A look into the stupefied face above him showed that his bold guess had been true. Intoxicated by success, he ventured another toss.
"If you say the word, I come pretty near repeating your answer."
Behind the astonishment, then the consternation of the girl's face, a harder something flashed. She was not accustomed to have the lead so rudely taken. This young person must be disposed of on the instant. His impudence would have given points to Jonah's gourd. She now rose to her feet, held her chin unnecessarily high, and, with the air of a young Lady Macbeth, drawled out,—"I will spare you the trouble, Mr. T. Caraway Dodge. Much as I dislike to be rude, the words I said were these—" She paused. Dodge rose too. The brown eyes and the hazel were nearly on a level. He was laughing. "Well?" he reminded at length.
His unconsciousness of offence gave the last flare to her indignation.
"I said to those present, 'The sending of so costly a bouquet by Mr. Dodge is a little—er—pushing, and the sender must be told so; but since, by accident,—the flowers just happen to suit my gown—'"
"Nonsense!" laughed the rash Dodge, "you never talked that way in your life, unless you deliberately made it up. That's your stunt now, of course. Any one could see it.
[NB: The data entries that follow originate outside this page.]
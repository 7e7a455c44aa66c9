use event_store::{AggregateId, Event, EventQuery};

use super::events::{IAM_AGGREGATE_TYPE, IamEvent};
use super::IamMember;
use crate::aggregate::DomainEvent;
use crate::error::DomainError;
use crate::read_model::{ReadModel, WriteModel};

/// Members of one IAM instance, in the order they were added.
#[derive(Debug, Clone, Default, PartialEq)]
pub struct IamReadModel {
    write_model: WriteModel,
    pub members: Vec<IamMember>,
}

impl IamReadModel {
    pub fn new(iam_id: AggregateId) -> Self {
        Self {
            write_model: WriteModel::new(iam_id),
            ..Default::default()
        }
    }

    pub fn iam_id(&self) -> &AggregateId {
        &self.write_model.aggregate_id
    }

    pub fn member_by_user_id(&self, user_id: &str) -> Option<&IamMember> {
        self.members.iter().find(|m| m.user_id == user_id)
    }
}

impl ReadModel for IamReadModel {
    fn write_model(&self) -> &WriteModel {
        &self.write_model
    }

    fn write_model_mut(&mut self) -> &mut WriteModel {
        &mut self.write_model
    }

    fn query(&self) -> EventQuery {
        EventQuery::for_aggregate(IAM_AGGREGATE_TYPE, self.write_model.aggregate_id.clone())
    }

    fn apply(&mut self, event: &Event) -> Result<(), DomainError> {
        match IamEvent::from_event(event)? {
            Some(IamEvent::MemberAdded(data)) => {
                self.members.retain(|m| m.user_id != data.user_id);
                self.members.push(IamMember::new(
                    self.write_model.aggregate_id.clone(),
                    data.user_id,
                    data.roles,
                ));
            }
            Some(IamEvent::MemberChanged(data)) => {
                if let Some(member) = self.members.iter_mut().find(|m| m.user_id == data.user_id) {
                    member.roles = data.roles;
                }
            }
            Some(IamEvent::MemberRemoved(data)) => {
                self.members.retain(|m| m.user_id != data.user_id);
            }
            None => {}
        }
        Ok(())
    }
}

/// One member of an IAM instance.
///
/// Folds the whole IAM stream so the processed sequence can anchor a change
/// of this member.
#[derive(Debug, Clone, Default, PartialEq)]
pub struct IamMemberWriteModel {
    write_model: WriteModel,
    pub user_id: String,
    pub roles: Vec<String>,
    pub exists: bool,
}

impl IamMemberWriteModel {
    pub fn new(iam_id: AggregateId, user_id: impl Into<String>) -> Self {
        Self {
            write_model: WriteModel::new(iam_id),
            user_id: user_id.into(),
            ..Default::default()
        }
    }

    /// Returns the member, or `None` if it does not exist.
    pub fn to_member(&self) -> Option<IamMember> {
        self.exists.then(|| {
            IamMember::new(
                self.write_model.aggregate_id.clone(),
                self.user_id.clone(),
                self.roles.clone(),
            )
        })
    }
}

impl ReadModel for IamMemberWriteModel {
    fn write_model(&self) -> &WriteModel {
        &self.write_model
    }

    fn write_model_mut(&mut self) -> &mut WriteModel {
        &mut self.write_model
    }

    fn query(&self) -> EventQuery {
        EventQuery::for_aggregate(IAM_AGGREGATE_TYPE, self.write_model.aggregate_id.clone())
    }

    fn apply(&mut self, event: &Event) -> Result<(), DomainError> {
        let Some(event) = IamEvent::from_event(event)? else {
            return Ok(());
        };
        if event.user_id() != self.user_id {
            return Ok(());
        }
        match event {
            IamEvent::MemberAdded(data) | IamEvent::MemberChanged(data) => {
                self.roles = data.roles;
                self.exists = true;
            }
            IamEvent::MemberRemoved(_) => {
                self.roles.clear();
                self.exists = false;
            }
        }
        Ok(())
    }
}

#[cfg(test)]
mod tests {
    use chrono::Utc;
    use event_store::{EventId, Sequence};

    use super::*;

    fn event(iam_event: IamEvent, sequence: u64) -> Event {
        Event {
            event_id: EventId::new(),
            event_type: iam_event.event_type().into(),
            aggregate_id: "iam".into(),
            aggregate_type: IAM_AGGREGATE_TYPE.into(),
            sequence: Sequence::new(sequence),
            previous_sequence: None,
            creation_date: Utc::now(),
            payload: iam_event.payload().unwrap(),
            editor_user: "user".to_string(),
            editor_service: "test".to_string(),
            resource_owner: "tenant".to_string(),
        }
    }

    fn roles(roles: &[&str]) -> Vec<String> {
        roles.iter().map(|r| r.to_string()).collect()
    }

    fn history() -> Vec<Event> {
        vec![
            event(IamEvent::member_added("alice", roles(&["IAM_OWNER"])), 1),
            event(IamEvent::member_added("bob", roles(&["IAM_VIEWER"])), 2),
            event(IamEvent::member_changed("bob", roles(&["IAM_EDITOR"])), 3),
            event(IamEvent::member_removed("alice"), 4),
        ]
    }

    #[test]
    fn read_model_tracks_members() {
        let mut model = IamReadModel::new("iam".into());
        model.append_and_reduce(history()).unwrap();

        assert!(model.member_by_user_id("alice").is_none());
        let bob = model.member_by_user_id("bob").unwrap();
        assert_eq!(bob.roles, roles(&["IAM_EDITOR"]));
        assert_eq!(bob.iam_id.as_str(), "iam");
        assert_eq!(model.processed_sequence(), Sequence::new(4));
    }

    #[test]
    fn write_model_follows_one_member() {
        let mut bob = IamMemberWriteModel::new("iam".into(), "bob");
        bob.append_and_reduce(history()).unwrap();

        assert_eq!(bob.to_member().unwrap().roles, roles(&["IAM_EDITOR"]));
        assert_eq!(bob.processed_sequence(), Sequence::new(4));

        let mut alice = IamMemberWriteModel::new("iam".into(), "alice");
        alice.append_and_reduce(history()).unwrap();
        assert_eq!(alice.to_member(), None);
    }
}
What is more likely, you said—what I planned for you to say was,—'Oh, here are the flowers I have been waiting for! I think I'll have to marry the person who sent me these!—There's the music of the first waltz! It's a peach! Come,—you haven't promised it, have you? Everybody is waiting for the hostess to begin. Let us start the ball rolling!"
In sheer incapacity to resist, a weakness wrought of a benumbing conflict of anger, mirth, and amazement, Gwendolen leaned to him,—and her débutante ball opened with her, joyous, whirling in the arms of Mr. T. Caraway Dodge.
After this initial favor, he was rigidly, even scornfully, ignored; but little cared Dodge for that. He had had his day. The impetus given could carry him smiling on through hours of cold neglect. He was determined to be the gayest of that circling round of joy, and succeeded. Stout matrons, lean old maids, Chinese, Spanish, Russian, Dutch, Peruvian, Pole,—just so it wore skirts and could move its feet, all were food for his new mill of ecstasy.
Gwendolen danced oftenest with Pierre. He was literally a perfect dancer, and to-night he said that the champagne all went to his heels. Yuki, in her decorous Japanese draperies, wound about by stiff brocades, did not attempt foreign dancing.
Haganè and the older members of the suite left early. Hirai, the secretary, remained, evidently charmed by the long eyes of his young countrywoman. During the time she was not talking to him or Pierre, Yuki remained near Mrs. Todd, delighting the soberer friends who came to speak with them by her beauty and intelligence. In the pleasure of seeing this enjoyment of her Oriental protégé, Mrs. Todd forgot to scold about the affair of the Russian minister, and made only one remark about Yuki's undignified and un-American "kow-tow" to the prince.